Setting Utility Rates - Highlighted Article
From: Watts Up With That
By: Kevin Kitty
Date: November 5, 2023
Until about a year ago, I thought about public utility regulation as too boring, too far outside my education, and unrelated to my interests and experience to bother with. I was wrong.
Figure 1. The relationships among interest on bonds and dividends to preferred shares (collectively called debt) and return on capital to return to ordinary shareholders (equity)

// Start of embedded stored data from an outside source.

use serde::Serialize;

use crate::args::{check_range, Arguments, Choice};
use crate::constants::{MAX_STRING_COUNT, MAX_STRING_LENGTH, TOOL_RANDOM_STRING};
use crate::error::{Result, ValidationError};
use crate::ops::{Output, Tool};
use crate::sampling;
use crate::schema::{OperationSpec, ParamKind, ParamSpec};
use crate::traits::random::SecureRandom;

const DIGITS: &str = "0123456789";

const ALPHANUMERIC: &str = "ABCDEFGHIJKLMNOPQRSTUVWXYZabcdefghijklmnopqrstuvwxyz0123456789";
const ALPHABETIC: &str = "ABCDEFGHIJKLMNOPQRSTUVWXYZabcdefghijklmnopqrstuvwxyz";
const HEX: &str = "0123456789abcdef";
const BASE64: &str = "ABCDEFGHIJKLMNOPQRSTUVWXYZabcdefghijklmnopqrstuvwxyz0123456789+/";
/// Code points 33..=126.
const ASCII_PRINTABLE: &str =
    "!\"#$%&'()*+,-./0123456789:;<=>?@ABCDEFGHIJKLMNOPQRSTUVWXYZ[\\]^_`abcdefghijklmnopqrstuvwxyz{|}~";

#[derive(Debug, Clone, Copy, PartialEq, Eq, Serialize)]
#[serde(rename_all = "snake_case")]
pub enum Charset {
    Alphanumeric,
    Alphabetic,
    Numeric,
    Hex,
    Base64,
    AsciiPrintable,
}

impl Choice for Charset {
    const VARIANTS: &'static [(&'static str, Self)] = &[
        ("alphanumeric", Charset::Alphanumeric),
        ("alphabetic", Charset::Alphabetic),
        ("numeric", Charset::Numeric),
        ("hex", Charset::Hex),
        ("base64", Charset::Base64),
        ("ascii_printable", Charset::AsciiPrintable),
    ];
}

impl Charset {
    /// The symbol alphabet. Always non-empty ASCII.
    pub fn symbols(self) -> &'static [u8] {
        match self {
            Charset::Alphanumeric => ALPHANUMERIC.as_bytes(),
            Charset::Alphabetic => ALPHABETIC.as_bytes(),
            Charset::Numeric => DIGITS.as_bytes(),
            Charset::Hex => HEX.as_bytes(),
            Charset::Base64 => BASE64.as_bytes(),
            Charset::AsciiPrintable => ASCII_PRINTABLE.as_bytes(),
        }
    }
}

/// Strings whose characters are drawn independently and uniformly from a charset.
#[derive(Debug, Clone, Copy, PartialEq, Eq, Serialize)]
pub struct StringRequest {
    pub length: i64,
    pub charset: Charset,
    pub count: i64,
}

impl Default for StringRequest {
    fn default() -> Self {
        Self {
            length: 16,
            charset: Charset::Alphanumeric,
            count: 1,
        }
    }
}

impl StringRequest {
    pub fn validate(&self) -> std::result::Result<(), ValidationError> {
        check_range("length", self.length, 1, MAX_STRING_LENGTH)?;
        check_range("count", self.count, 1, MAX_STRING_COUNT)
    }

    pub fn generate(&self, rng: &dyn SecureRandom) -> Result<Vec<String>> {
        self.validate()?;
        let symbols = self.charset.symbols();
        (0..self.count)
            .map(|_| {
                (0..self.length)
                    .map(|_| Ok(symbols[sampling::index(rng, symbols.len())?] as char))
                    .collect::<Result<String>>()
            })
            .collect()
    }
}

impl Tool for StringRequest {
    const NAME: &'static str = TOOL_RANDOM_STRING;
    const RESULT_TYPE: &'static str = "random_strings";

    fn spec() -> OperationSpec {
        let d = Self::default();
        OperationSpec {
            name: Self::NAME,
            description: "Generate cryptographically secure random strings with customizable character sets",
            params: vec![
                ParamSpec::new("length", ParamKind::Integer, "String length")
                    .default_value(d.length)
                    .range(1, MAX_STRING_LENGTH),
                ParamSpec::new("charset", ParamKind::String, "Character set to use")
                    .default_value(d.charset.as_str())
                    .allowed(Charset::allowed()),
                ParamSpec::new("count", ParamKind::Integer, "Number of strings to generate")
                    .default_value(d.count)
                    .range(1, MAX_STRING_COUNT),
            ],
        }
    }

    fn from_args(args: &Arguments<'_>) -> std::result::Result<Self, ValidationError> {
        let d = Self::default();
        Ok(Self {
            length: args.integer("length", d.length)?,
            charset: args.choice("charset", d.charset)?,
            count: args.integer("count", d.count)?,
        })
    }

    fn execute(&self, rng: &dyn SecureRandom) -> Result<Output> {
        Ok(Output::values(self.generate(rng)?))
    }
}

What prompted my change of view was recognizing that a frontline in the war, if you will, to remake the electric grid will take place not in arguments about the reality of climate change, but when utilities decide to change the way they generate electrical energy and pay for these changes. The permission to make these changes, and how the ratepayer gets hit afterward, are decided in the public service commissions which by law have to make their deliberations substantially transparent to the public. In particular permission for changes are gained in hearings of public necessity and convenience; how the ratepayer gets hit is decided in rate cases. I plan to examine only rate setting in this brief essay.
My principal goal is this. Many of us are pretty certain that pouring more renewable energy into a network makes delivered energy more expensive and less reliable. We often point to a graph that shows costs rising with percent renewable contributions to generating capacity. Yet, our antagonists claim that adding energy from renewables should, and in fact does, reduce utility costs. They have data, too. We strengthen our case by demonstrating specific reasons, or lack thereof, for rising utility bills. The rate setting process ought to make those reasons visible.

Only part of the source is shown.